Admittedly, when I entered college I was ambivalent about which path to pursue regarding my education and eventual career. However, inspiration comes from the most unlikely of places [sentence needs to be eliminated and replaced]

During my sophomore year of college, while taking the prerequisites to a general business degree, I was required to enroll in a class I had heard nothing but bad things about -- Accountancy 201: the Principles of Financial Accounting. However, after the first few class meetings, I found that I had a natural talent in the subject. The course seemed to just make sense to me, and it wasn’t as difficult as advertised. The nature of the ideas presented was stimulating and I instantly realized their applicability in real world situations. On the final day of class, following a particularly persuasive lecture on the merits of an accounting career, my professor successfully persuaded me to change my major to accounting. The challenges the subject presented were interesting and they pushed me intellectually as well as providing me with a promising career path. It wasn’t until the unfortunate death of my grandmother and the subsequent problems encountered that I would have a change of heart.

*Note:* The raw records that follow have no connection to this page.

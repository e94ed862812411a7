// Infrastructure
pub mod config;
pub mod error;
pub mod metrics;
pub mod telemetry;

// Storage and delivery
pub mod queue;
pub mod store;
pub mod transport;

// Application layer
pub mod api;
pub mod server;

// Supporting modules
pub mod shutdown;
pub mod tasks;
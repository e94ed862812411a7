//! In-process transport.
//!
//! Keeps every published message in memory. The link can be taken down and
//! brought back with [`MemoryTransport::set_available`], which makes it
//! useful both as a local sink and for exercising the offline path.

use std::sync::atomic::{AtomicBool, Ordering};
use std::sync::Mutex;

use async_trait::async_trait;

use super::{CloudType, Qos, Transport, TransportError};

/// A message handed to the memory transport.
#[derive(Debug, Clone, PartialEq, Eq)]
pub struct PublishedMessage {
    pub label: String,
    pub payload: String,
    pub qos: Qos,
    pub retain: bool,
}

pub struct MemoryTransport {
    available: AtomicBool,
    published: Mutex<Vec<PublishedMessage>>,
}

impl MemoryTransport {
    pub fn new() -> Self {
        Self {
            available: AtomicBool::new(true),
            published: Mutex::new(Vec::new()),
        }
    }

    /// Bring the link up or down.
    pub fn set_available(&self, available: bool) {
        self.available.store(available, Ordering::Release);
    }

    pub fn is_available(&self) -> bool {
        self.available.load(Ordering::Acquire)
    }

    /// Everything published so far, oldest first.
    pub fn published(&self) -> Vec<PublishedMessage> {
        self.published
            .lock()
            .map(|guard| guard.clone())
            .unwrap_or_default()
    }

    /// Labels and payloads published so far, oldest first.
    pub fn payloads(&self) -> Vec<(String, String)> {
        self.published()
            .into_iter()
            .map(|m| (m.label, m.payload))
            .collect()
    }

    pub fn published_count(&self) -> usize {
        self.published.lock().map(|guard| guard.len()).unwrap_or(0)
    }
}

impl Default for MemoryTransport {
    fn default() -> Self {
        Self::new()
    }
}

#[async_trait]
impl Transport for MemoryTransport {
    fn kind(&self) -> CloudType {
        CloudType::Memory
    }

    async fn publish(
        &self,
        label: &str,
        payload: &str,
        qos: Qos,
        retain: bool,
    ) -> Result<(), TransportError> {
        if !self.is_available() {
            return Err(TransportError::NotConnected("memory link is down".to_string()));
        }

        let message = PublishedMessage {
            label: label.to_string(),
            payload: payload.to_string(),
            qos,
            retain,
        };
        if let Ok(mut guard) = self.published.lock() {
            guard.push(message);
        }

        tracing::debug!(label = %label, bytes = payload.len(), "Published to memory transport");
        Ok(())
    }

    async fn ping(&self) -> Result<(), TransportError> {
        if self.is_available() {
            Ok(())
        } else {
            Err(TransportError::NotConnected("memory link is down".to_string()))
        }
    }
}

#[cfg(test)]
mod tests {
    use super::*;

    #[tokio::test]
    async fn test_publish_records_message() {
        let transport = MemoryTransport::new();
        transport
            .publish("sensors", "{\"t\":21}", Qos::AtLeastOnce, false)
            .await
            .unwrap();

        let published = transport.published();
        assert_eq!(published.len(), 1);
        assert_eq!(published[0].label, "sensors");
        assert_eq!(published[0].qos, Qos::AtLeastOnce);
        assert!(!published[0].retain);
    }

    #[tokio::test]
    async fn test_unavailable_link_rejects_publish() {
        let transport = MemoryTransport::new();
        transport.set_available(false);

        let result = transport.publish("a", "b", Qos::AtLeastOnce, false).await;
        assert!(matches!(result, Err(TransportError::NotConnected(_))));
        assert!(transport.ping().await.is_err());
        assert_eq!(transport.published_count(), 0);

        transport.set_available(true);
        assert!(transport.ping().await.is_ok());
    }

    #[test]
    fn test_ping_follows_availability() {
        let transport = MemoryTransport::default();
        tokio_test::assert_ok!(tokio_test::block_on(transport.ping()));

        transport.set_available(false);
        tokio_test::assert_err!(tokio_test::block_on(transport.ping()));
        assert!(!transport.is_available());
    }
}
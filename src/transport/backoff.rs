//! Exponential backoff for transport reconnection probes

use std::time::Duration;

use rand::Rng;

use crate::config::TransportConfig;

/// Exponential backoff configuration
#[derive(Debug, Clone)]
pub struct BackoffConfig {
    /// First delay in milliseconds
    pub initial_delay_ms: u64,
    /// Maximum delay in milliseconds
    pub max_delay_ms: u64,
    /// Multiplier for exponential growth
    pub multiplier: f64,
    /// Jitter factor (0.0 to 1.0)
    pub jitter_factor: f64,
}

impl Default for BackoffConfig {
    fn default() -> Self {
        Self {
            initial_delay_ms: 500,
            max_delay_ms: 30_000, // 30 seconds
            multiplier: 2.0,
            jitter_factor: 0.1, // 10% jitter
        }
    }
}

impl BackoffConfig {
    pub fn from_transport(config: &TransportConfig) -> Self {
        Self {
            initial_delay_ms: config.retry_initial_ms.max(1),
            max_delay_ms: config.retry_max_ms.max(config.retry_initial_ms.max(1)),
            ..Default::default()
        }
    }
}

/// Exponential backoff calculator with jitter.
///
/// The first call to `next_delay` returns the initial delay; each later call
/// multiplies the previous delay, capped at the maximum.
pub struct ExponentialBackoff {
    config: BackoffConfig,
    current_delay_ms: u64,
    attempt: u32,
}

impl ExponentialBackoff {
    /// Create a new exponential backoff with default configuration
    pub fn new() -> Self {
        Self::with_config(BackoffConfig::default())
    }

    /// Create a new exponential backoff with custom configuration
    pub fn with_config(config: BackoffConfig) -> Self {
        Self {
            config,
            current_delay_ms: 0,
            attempt: 0,
        }
    }

    /// Get the next delay duration
    pub fn next_delay(&mut self) -> Duration {
        self.attempt += 1;

        let base_delay = if self.current_delay_ms == 0 {
            self.config.initial_delay_ms as f64
        } else {
            self.current_delay_ms as f64 * self.config.multiplier
        };
        let capped_delay = base_delay.min(self.config.max_delay_ms as f64).max(1.0);
        self.current_delay_ms = capped_delay as u64;

        // Jitter is applied to the returned delay only, so growth stays monotonic
        let jitter_range = capped_delay * self.config.jitter_factor;
        let final_delay = if jitter_range >= 1.0 {
            let jitter = rand::rng().random_range(-jitter_range..jitter_range);
            (capped_delay + jitter).max(1.0) as u64
        } else {
            capped_delay as u64
        };

        Duration::from_millis(final_delay)
    }

    /// Reset the backoff to initial state
    pub fn reset(&mut self) {
        self.current_delay_ms = 0;
        self.attempt = 0;
    }

    /// Get the current attempt number
    pub fn attempt(&self) -> u32 {
        self.attempt
    }
}

impl Default for ExponentialBackoff {
    fn default() -> Self {
        Self::new()
    }
}

#[cfg(test)]
mod tests {
    use super::*;

    fn no_jitter(initial: u64, max: u64, multiplier: f64) -> ExponentialBackoff {
        ExponentialBackoff::with_config(BackoffConfig {
            initial_delay_ms: initial,
            max_delay_ms: max,
            multiplier,
            jitter_factor: 0.0,
        })
    }

    #[test]
    fn test_first_delay_is_initial() {
        let mut backoff = no_jitter(100, 10_000, 2.0);
        assert_eq!(backoff.next_delay(), Duration::from_millis(100));
        assert_eq!(backoff.next_delay(), Duration::from_millis(200));
        assert_eq!(backoff.next_delay(), Duration::from_millis(400));
    }

    #[test]
    fn test_exponential_backoff_caps_at_max() {
        let mut backoff = no_jitter(1000, 5000, 10.0);

        for _ in 0..5 {
            backoff.next_delay();
        }

        assert_eq!(backoff.next_delay(), Duration::from_millis(5000));
    }

    #[test]
    fn test_exponential_backoff_reset() {
        let mut backoff = no_jitter(100, 10_000, 2.0);

        backoff.next_delay();
        backoff.next_delay();
        backoff.next_delay();
        assert_eq!(backoff.attempt(), 3);

        backoff.reset();
        assert_eq!(backoff.attempt(), 0);
        assert_eq!(backoff.next_delay(), Duration::from_millis(100));
    }

    #[test]
    fn test_jitter_stays_within_bounds() {
        let mut backoff = ExponentialBackoff::with_config(BackoffConfig {
            initial_delay_ms: 1000,
            max_delay_ms: 1000,
            multiplier: 2.0,
            jitter_factor: 0.1,
        });

        for _ in 0..50 {
            let delay = backoff.next_delay().as_millis();
            assert!((900..=1100).contains(&delay), "delay {} out of range", delay);
        }
    }

    #[test]
    fn test_from_transport_config() {
        let config = TransportConfig {
            retry_initial_ms: 0,
            retry_max_ms: 0,
            ..Default::default()
        };
        let backoff = BackoffConfig::from_transport(&config);
        assert_eq!(backoff.initial_delay_ms, 1);
        assert_eq!(backoff.max_delay_ms, 1);
    }
}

Upon death, a person’s estate is valued and taxes are levied on everything in the estate that qualifies for taxation. My grandmother’s estate met certain requirements that allowed it to be valued six months from the date of her death, and my family chose to do so. During this time the United States slid into the worst economic recession since the Great Depression and companies throughout the country were failing, with banks taking an especially hard hit. Six months to the day after my grandmother died -- the day the valuation took place -- was a Friday and the stock markets closed for the weekend. The bulk of her estate consisted of shares of a bank’s stock, and over the course of the weekend it was announced that the bank was near collapse. Monday morning, when the stock markets opened, the value of the bank’s stock (and the majority of her estate), fell by 90 percent. Incidentally, the funds to pay the taxes that were levied on Friday were no longer available on Monday. The drastic decline in value presented my family with an interesting tax implication.

Coincidentally, while this was unfolding I was covering the topic of estates and trusts in two separate classes, and was thus able to follow along in class while witnessing the real world implications. It was intriguing to see how the language of the tax laws adapted to cover the unforeseen consequences of an economic recession. An attorney was retained to work alongside the estate’s accountant in an attempt to negotiate with the Internal Revenue Service. I quickly learned, however, that accountants mainly handled the raw crunching of numbers while the attorneys were given the pleasure of solving the complex problems. Upon this realization, the decision to pursue a career in law instead of accounting became much easier for me.

This was not the first time the idea of attending law school had occurred to me. My grandfather received a Juris Doctor degree from the University of XXX School of Law and went on to serve as a Circuit Judge in my hometown of XXX,XXX. Through him, I was able to witness the hard work attorneys perform and the admiration they command, and thus attending law school has always been in the back of my mind. It wasn’t until the death of my grandmother, coupled with the lessons learned from studying accounting that I became confident I have the discipline and desire necessary to thrive in law school and an ensuing profession in the legal field.

lawnerd1
Posts: 44
Joined: Wed Nov 10, 2010 10:23 pm

Re: Tear it apart. Part 2

Postby lawnerd1 » Mon Nov 22, 2010 8:53 pm

Anyone?

ApolloniusCanon
Posts: 14
Joined: Sun Sep 12, 2010 9:14 pm

Re: Tear it apart. Part 2

Postby ApolloniusCanon » Mon Nov 22, 2010 9:03 pm

However, inspiration comes from the most unlikely of places [sentence needs to be eliminated and replaced]

"However, it is often the losses of ours pasts which shape our vision for the future."

Something along these lines gives your reader's direction at what your essay intends to discuss.